Brief
Your response should consist of the records, reproduced exactly.

+ + + + + + +

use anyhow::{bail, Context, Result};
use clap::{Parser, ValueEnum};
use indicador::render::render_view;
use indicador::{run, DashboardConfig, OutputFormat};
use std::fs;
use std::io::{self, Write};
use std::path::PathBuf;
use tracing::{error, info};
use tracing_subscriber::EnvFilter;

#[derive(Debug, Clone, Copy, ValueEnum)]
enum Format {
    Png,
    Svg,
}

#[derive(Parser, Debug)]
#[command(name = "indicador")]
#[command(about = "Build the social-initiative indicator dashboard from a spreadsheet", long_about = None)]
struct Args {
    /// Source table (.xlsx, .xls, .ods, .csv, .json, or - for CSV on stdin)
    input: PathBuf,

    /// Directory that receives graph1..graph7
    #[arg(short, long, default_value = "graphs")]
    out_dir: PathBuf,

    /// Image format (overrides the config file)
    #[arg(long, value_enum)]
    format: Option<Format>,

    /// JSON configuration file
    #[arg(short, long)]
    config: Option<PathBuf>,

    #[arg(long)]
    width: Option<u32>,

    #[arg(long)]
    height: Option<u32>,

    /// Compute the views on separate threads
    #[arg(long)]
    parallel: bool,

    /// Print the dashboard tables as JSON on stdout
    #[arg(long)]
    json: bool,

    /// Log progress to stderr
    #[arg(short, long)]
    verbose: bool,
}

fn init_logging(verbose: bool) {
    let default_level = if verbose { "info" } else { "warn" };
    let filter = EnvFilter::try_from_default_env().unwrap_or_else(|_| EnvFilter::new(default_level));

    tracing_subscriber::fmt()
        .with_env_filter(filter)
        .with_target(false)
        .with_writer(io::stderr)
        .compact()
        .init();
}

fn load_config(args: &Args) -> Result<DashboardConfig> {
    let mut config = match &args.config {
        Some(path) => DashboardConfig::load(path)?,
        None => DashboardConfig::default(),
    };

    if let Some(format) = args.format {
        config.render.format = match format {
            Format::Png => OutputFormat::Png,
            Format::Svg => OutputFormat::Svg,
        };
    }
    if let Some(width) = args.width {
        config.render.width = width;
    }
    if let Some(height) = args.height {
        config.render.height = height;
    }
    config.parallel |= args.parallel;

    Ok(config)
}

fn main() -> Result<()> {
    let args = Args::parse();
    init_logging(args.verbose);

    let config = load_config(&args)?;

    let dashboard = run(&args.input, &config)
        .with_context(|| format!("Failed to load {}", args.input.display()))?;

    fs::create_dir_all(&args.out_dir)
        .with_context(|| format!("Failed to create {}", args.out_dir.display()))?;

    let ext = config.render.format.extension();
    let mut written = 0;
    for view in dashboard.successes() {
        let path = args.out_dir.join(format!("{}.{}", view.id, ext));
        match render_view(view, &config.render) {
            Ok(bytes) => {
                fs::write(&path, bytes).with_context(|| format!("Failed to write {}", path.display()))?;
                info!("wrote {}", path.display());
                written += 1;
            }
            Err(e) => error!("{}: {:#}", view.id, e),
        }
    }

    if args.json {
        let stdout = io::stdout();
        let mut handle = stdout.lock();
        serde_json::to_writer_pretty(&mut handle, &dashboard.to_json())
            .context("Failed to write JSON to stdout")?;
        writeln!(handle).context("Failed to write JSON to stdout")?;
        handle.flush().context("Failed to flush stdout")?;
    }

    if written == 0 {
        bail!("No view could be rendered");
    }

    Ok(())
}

+ + + + + + +

Written answer
use anyhow::{bail, Context, Result};
use clap::{Parser, ValueEnum};
use indicador::render::render_view;
use indicador::{run, DashboardConfig, OutputFormat};
use std::fs;
use std::io::{self, Write};
use std::path::PathBuf;
use tracing::{error, info};
use tracing_subscriber::EnvFilter;

#[derive(Debug, Clone, Copy, ValueEnum)]
enum Format {
    Png,
    Svg,
}

#[derive(Parser, Debug)]
#[command(name = "indicador")]
#[command(about = "Build the social-initiative indicator dashboard from a spreadsheet", long_about = None)]
struct Args {
    /// Source table (.xlsx, .xls, .ods, .csv, .json, or - for CSV on stdin)
    input: PathBuf,

    /// Directory that receives graph1..graph7
    #[arg(short, long, default_value = "graphs")]
    out_dir: PathBuf,

    /// Image format (overrides the config file)
    #[arg(long, value_enum)]
    format: Option<Format>,

    /// JSON configuration file
    #[arg(short, long)]
    config: Option<PathBuf>,

    #[arg(long)]
    width: Option<u32>,

    #[arg(long)]
    height: Option<u32>,

    /// Compute the views on separate threads
    #[arg(long)]
    parallel: bool,

    /// Print the dashboard tables as JSON on stdout
    #[arg(long)]
    json: bool,

    /// Log progress to stderr
    #[arg(short, long)]
    verbose: bool,
}

fn init_logging(verbose: bool) {
    let default_level = if verbose { "info" } else { "warn" };
    let filter = EnvFilter::try_from_default_env().unwrap_or_else(|_| EnvFilter::new(default_level));

    tracing_subscriber::fmt()
        .with_env_filter(filter)
        .with_target(false)
        .with_writer(io::stderr)
        .compact()
        .init();
}

fn load_config(args: &Args) -> Result<DashboardConfig> {
    let mut config = match &args.config {
        Some(path) => DashboardConfig::load(path)?,
        None => DashboardConfig::default(),
    };

    if let Some(format) = args.format {
        config.render.format = match format {
            Format::Png => OutputFormat::Png,
            Format::Svg => OutputFormat::Svg,
        };
    }
    if let Some(width) = args.width {
        config.render.width = width;
    }
    if let Some(height) = args.height {
        config.render.height = height;
    }
    config.parallel |= args.parallel;

    Ok(config)
}

fn main() -> Result<()> {
    let args = Args::parse();
    init_logging(args.verbose);

    let config = load_config(&args)?;

    let dashboard = run(&args.input, &config)
        .with_context(|| format!("Failed to load {}", args.input.display()))?;

    fs::create_dir_all(&args.out_dir)
        .with_context(|| format!("Failed to create {}", args.out_dir.display()))?;

    let ext = config.render.format.extension();
    let mut written = 0;
    for view in dashboard.successes() {
        let path = args.out_dir.join(format!("{}.{}", view.id, ext));
        match render_view(view, &config.render) {
            Ok(bytes) => {
                fs::write(&path, bytes).with_context(|| format!("Failed to write {}", path.display()))?;
                info!("wrote {}", path.display());
                written += 1;
            }
            Err(e) => error!("{}: {:#}", view.id, e),
        }
    }

    if args.json {
        let stdout = io::stdout();
        let mut handle = stdout.lock();
        serde_json::to_writer_pretty(&mut handle, &dashboard.to_json())
            .context("Failed to write JSON to stdout")?;
        writeln!(handle).context("Failed to write JSON to stdout")?;
        handle.flush().context("Failed to flush stdout")?;
    }

    if written == 0 {
        bail!("No view could be rendered");
    }

    Ok(())
}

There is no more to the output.